At the end of GOOD TO BE BACK, there’s a spoken interlude in which Hype thanks the listener and then bluntly reveals that he was going to quit music. He probably still will. It’s not a revelation so much as an aside, the way someone might mention they didn’t eat breakfast that morning. The album simply exhausts itself. Over the course of this album, he contends with a faith that never achieves peace, anger that interrupts salvation, and a body that won’t quit when its spirit is ready to. He asks God to guard his heart, but then he threatens to hurt someone in the very same bar. He urges patience, but confesses that he holds grudges and is petty.

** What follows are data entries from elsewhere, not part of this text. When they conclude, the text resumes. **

//! Pure patrol decision logic. Nothing in here touches storage or the bus;
//! the services feed it data and persist what it decides.

pub mod classifier;
pub mod compliance;
pub mod due_time;
pub mod geofence;
pub mod panic;

pub use classifier::ScanClassifier;
pub use compliance::{aggregate_shift, ComplianceStatus, ShiftCompliance};
pub use due_time::{most_urgent, DueStatus, Threshold, ThresholdTracker};
pub use geofence::{Coordinate, Geofence, GeofenceDetector, Presence, TrackingStatus};
pub use panic::PanicAction;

The faith language here is constant but never calm. On “Higher Power,” he questions who’s next to step since the last great prophet, referencing Muhammad and Jesus, before questioning why he’s scared of prison if Malcolm gave his life. He calls on a higher power to use him, then admits his politics would get him convicted. It’s not devotional music in any traditional sense. It’s more like a man arguing with the ceiling, asking for protection while admitting he may not deserve it. Benjamin the Brain guests on that track and matches the tone, rapping about addressing the devil for all the shit he started and claiming he’s part Martin, part Malcolm, part Noah, yelling about a coming flood.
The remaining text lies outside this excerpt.